Taking the line that contains "logger.log(level, file, line, message);" as the first, copy exactly every line through the last line of the records, and nothing else.

** Data section follows **

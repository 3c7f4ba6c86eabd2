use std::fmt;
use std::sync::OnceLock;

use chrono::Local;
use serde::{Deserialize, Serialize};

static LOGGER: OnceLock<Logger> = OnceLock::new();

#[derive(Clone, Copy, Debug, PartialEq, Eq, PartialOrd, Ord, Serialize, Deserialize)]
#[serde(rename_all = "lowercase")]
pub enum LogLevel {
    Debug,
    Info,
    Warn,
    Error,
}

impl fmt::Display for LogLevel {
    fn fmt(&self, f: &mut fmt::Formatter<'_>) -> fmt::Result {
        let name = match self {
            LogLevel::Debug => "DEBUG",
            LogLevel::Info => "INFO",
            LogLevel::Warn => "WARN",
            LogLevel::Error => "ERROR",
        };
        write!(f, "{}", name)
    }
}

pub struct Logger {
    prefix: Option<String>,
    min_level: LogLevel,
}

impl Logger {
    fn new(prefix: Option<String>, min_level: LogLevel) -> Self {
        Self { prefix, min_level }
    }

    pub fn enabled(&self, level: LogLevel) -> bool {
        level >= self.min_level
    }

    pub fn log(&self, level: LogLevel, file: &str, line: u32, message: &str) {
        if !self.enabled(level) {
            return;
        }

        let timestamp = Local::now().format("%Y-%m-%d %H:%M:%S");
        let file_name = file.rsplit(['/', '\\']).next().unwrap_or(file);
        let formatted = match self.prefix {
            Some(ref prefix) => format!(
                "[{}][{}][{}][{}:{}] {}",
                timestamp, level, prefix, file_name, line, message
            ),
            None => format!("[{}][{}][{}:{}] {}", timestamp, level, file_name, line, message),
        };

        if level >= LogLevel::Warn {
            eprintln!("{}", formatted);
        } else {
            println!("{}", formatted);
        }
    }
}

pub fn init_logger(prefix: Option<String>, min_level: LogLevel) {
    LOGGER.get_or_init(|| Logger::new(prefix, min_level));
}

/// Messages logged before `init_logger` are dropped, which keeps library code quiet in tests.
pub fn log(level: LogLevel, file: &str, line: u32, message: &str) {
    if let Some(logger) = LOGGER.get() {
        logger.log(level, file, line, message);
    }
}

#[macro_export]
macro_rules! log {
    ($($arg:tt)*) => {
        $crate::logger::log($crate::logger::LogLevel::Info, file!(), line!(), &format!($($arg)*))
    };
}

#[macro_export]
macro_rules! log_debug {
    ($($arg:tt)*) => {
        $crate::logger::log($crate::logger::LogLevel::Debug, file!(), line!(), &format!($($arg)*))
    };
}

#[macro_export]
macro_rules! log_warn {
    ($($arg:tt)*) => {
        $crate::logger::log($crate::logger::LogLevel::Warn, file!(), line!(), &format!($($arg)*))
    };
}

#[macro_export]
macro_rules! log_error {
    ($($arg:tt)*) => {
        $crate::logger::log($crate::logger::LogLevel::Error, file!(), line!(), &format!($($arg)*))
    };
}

** End of Data section **

§ **Exercise solution**:
        logger.log(level, file, line, message);
    }
}

#[macro_export]
macro_rules! log {
    ($($arg:tt)*) => {
        $crate::logger::log($crate::logger::LogLevel::Info, file!(), line!(), &format!($($arg)*))
    };
}

#[macro_export]
macro_rules! log_debug {
    ($($arg:tt)*) => {
        $crate::logger::log($crate::logger::LogLevel::Debug, file!(), line!(), &format!($($arg)*))
    };
}

#[macro_export]
macro_rules! log_warn {
    ($($arg:tt)*) => {
        $crate::logger::log($crate::logger::LogLevel::Warn, file!(), line!(), &format!($($arg)*))
    };
}

#[macro_export]
macro_rules! log_error {
    ($($arg:tt)*) => {
        $crate::logger::log($crate::logger::LogLevel::Error, file!(), line!(), &format!($($arg)*))
    };
}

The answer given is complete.